HANGMAN
1989
A boxed set of twenty prints (Sheet 22 x 18 in, 550 x 450 mm) on Somerset Satin Waterleaf paper (250 gsm). Letterpress composed of Gill Sans type.
Housed in a black solander box (22 x 19 in, 58 x 49 mm) in an edition of 20.
HANGMAN is used as an obvious metaphor. I felt a profound association between morbidity and mental pathology in the time I spent working in these hospitals for the mentally ill. A macabre ‘Dance of Death’ seemed apparent, being played out in front of me. A man burns a cigarette into the middle of his forehead, a vain attempt to eliminate the torment of his third eye. In my naivety I was hoping to elicit some sort of insight from the forlorn souls incarcerated within. Nothing could be less straightforward, I was listening to words which had no allure to common sense. However, hidden behind this absence of reality, these strange, coded phrases contained a twisted labyrinth of meaning. A few years later I produced ten woodcuts to combine with this collection of random utterances. They refer to events taking place as they happened in the disturbed ward or on the grounds of the institution. A fragile human presence paired with a jumble of psychotic words, juggled around and arranged in the style of an undisciplined Hiaku.

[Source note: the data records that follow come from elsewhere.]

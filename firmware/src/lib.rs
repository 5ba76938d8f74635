//! # platformer-firmware
//!
//! Board support for running the platformer on the Disobey 2026 badge.
//!
//! Implements the game's collaborators on the onboard peripherals:
//! - **Screen**: the 128×64 frame scaled 2× onto the 320×170 ST7789 LCD
//! - **Joystick**: two-axis analog stick on ADC1, median-filtered
//! - **LEDs**: 10× WS2812 via RMT, shown as a coin gauge and a level gauge
//! - **Vibration motor**: haptic cues for pickups and transitions
//!
//! ## Quick start
//!
//! ```rust,ignore
//! let peripherals = platformer_firmware::init();
//! let resources = platformer_firmware::split_resources!(peripherals);
//!
//! let screen = BadgeScreen::new(resources.display.into(), resources.backlight);
//! let joystick: BadgeJoystick = resources.joystick.into();
//! let leds: Leds = resources.leds.into();
//! ```

#![no_std]

mod display;
mod joystick;
mod leds;
mod vibration;

pub use display::{
    BadgeScreen,
    Display,
};
use esp_hal::{
    Blocking,
    assign_resources,
    clock::{
        Clock,
        CpuClock,
    },
    gpio::{
        Level,
        Output,
        OutputConfig,
    },
    rmt::{
        Rmt,
        Tx,
        TxChannelConfig,
        TxChannelCreator as _,
    },
    rom,
    time::Rate,
};
pub use joystick::{
    BadgeJoystick,
    JoystickError,
};
pub use leds::{
    BAR_COUNT,
    Leds,
    gauge,
};
pub use vibration::Vibration;

/// StaticCell helper: allocates a value into a `static` exactly once.
#[macro_export]
macro_rules! mk_static {
    ($t:ty, $val:expr) => {{
        static STATIC_CELL: static_cell::StaticCell<$t> = static_cell::StaticCell::new();
        #[deny(unused_attributes)]
        let x = STATIC_CELL.uninit().write($val);
        x
    }};
}

// ── Pin / peripheral assignments ────────────────────────────────────────────

assign_resources! {
    pub Resources<'d> {
        display: DisplayResources<'d> {
            dc: GPIO15,
            rst: GPIO7,
            sck: GPIO4,
            cs: GPIO6,
            miso: GPIO16,
            mosi: GPIO5,
            spi: SPI2,
            dma: DMA_CH0,
        },
        backlight: BacklightResources<'d> {
            led: GPIO19,
        },
        // Analog stick on the expansion header; both pins are ADC1 channels.
        joystick: JoystickResources<'d> {
            x: GPIO9,
            y: GPIO10,
            adc: ADC1,
        },
        leds: LedResources<'d> {
            power: GPIO17,
            io: GPIO18,
            rmt: RMT,
        },
        vibra: VibrationResources<'d> {
            motor: GPIO20,
        },
    }
}

// ── Board initialisation ────────────────────────────────────────────────────

/// Minimal CPU clock switcher for ESP32-S3.
///
/// Steps through an intermediate frequency before reaching the target,
/// which is required by the hardware.
fn set_cpu_clock(cpu_clock_speed: CpuClock) {
    let _ = esp_hal::peripherals::SYSTEM::regs()
        .sysclk_conf()
        .modify(|_, w| unsafe { w.soc_clk_sel().bits(1) });
    let _ = esp_hal::peripherals::SYSTEM::regs()
        .cpu_per_conf()
        .modify(|_, w| unsafe {
            let _ = w.pll_freq_sel().set_bit();
            w.cpuperiod_sel().bits(match cpu_clock_speed {
                CpuClock::_80MHz => 0,
                CpuClock::_160MHz => 1,
                CpuClock::_240MHz => 2,
                _ => panic!("Unsupported CPU clock speed"),
            })
        });

    rom::ets_update_cpu_frequency_rom(cpu_clock_speed.frequency().as_mhz());
}

/// Initialise the badge hardware and return the raw peripheral set.
///
/// Call this once at the top of `main`, then use [`split_resources!`] to
/// break the peripherals into typed resource groups.
#[must_use]
pub fn init() -> esp_hal::peripherals::Peripherals {
    set_cpu_clock(CpuClock::_160MHz);
    let config = esp_hal::Config::default().with_cpu_clock(CpuClock::max());
    esp_hal::init(config)
}

// ── Resource → peripheral conversions ───────────────────────────────────────

impl<'a> From<LedResources<'a>> for esp_hal::rmt::Channel<'a, Blocking, Tx> {
    fn from(res: LedResources<'a>) -> Self {
        let _ws_power = Output::new(res.power, Level::High, OutputConfig::default());
        let rmt = Rmt::new(res.rmt, Rate::from_mhz(40)).unwrap();
        let tx_config = TxChannelConfig::default().with_clk_divider(1);
        rmt.channel0.configure_tx(res.io, tx_config).unwrap()
    }
}

impl<'a> From<LedResources<'a>> for Leds<'a> {
    fn from(res: LedResources<'a>) -> Self {
        Leds::new(res.into())
    }
}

‘The material for Simon Redington’s work HANGMAN is derived from his experience as an art therapist in psychiatric hospitals in Southern England. The game of hangman was one of those used to draw patients out but, obviously, the title brings with it other associations, particularly since the unbound pages are housed in a sombre black box. Its dour, weighty appearance is a fitting house for the inmates Redington has chiselled out in his woodcuts. Inside, the dense images create their own mysterious, sad world; a lone female presses against a window, shut out in urban exile; figures in groups move around one another without visible communication or affection, the barriers between them all emphasized by stark black and white definitions. each of the ten woodcuts is accompanied by brief text on a separate sheet. Vast, deranged letters of the alphabet in reds and greys are scattered over the the texts, harking back to the title game. Redington has produced a ‘document’ which is sensitive and un-voyeuristic and avoids patronizing its subject but the underlying parallel is, of course, the way we tend to view the mentally sick – the book is a private view, albeit a concerned and sympathetic one, of our equivalent of Bedlam, an exhibit kept ordered within the confines of a well-guarded building and not expected to answer back.’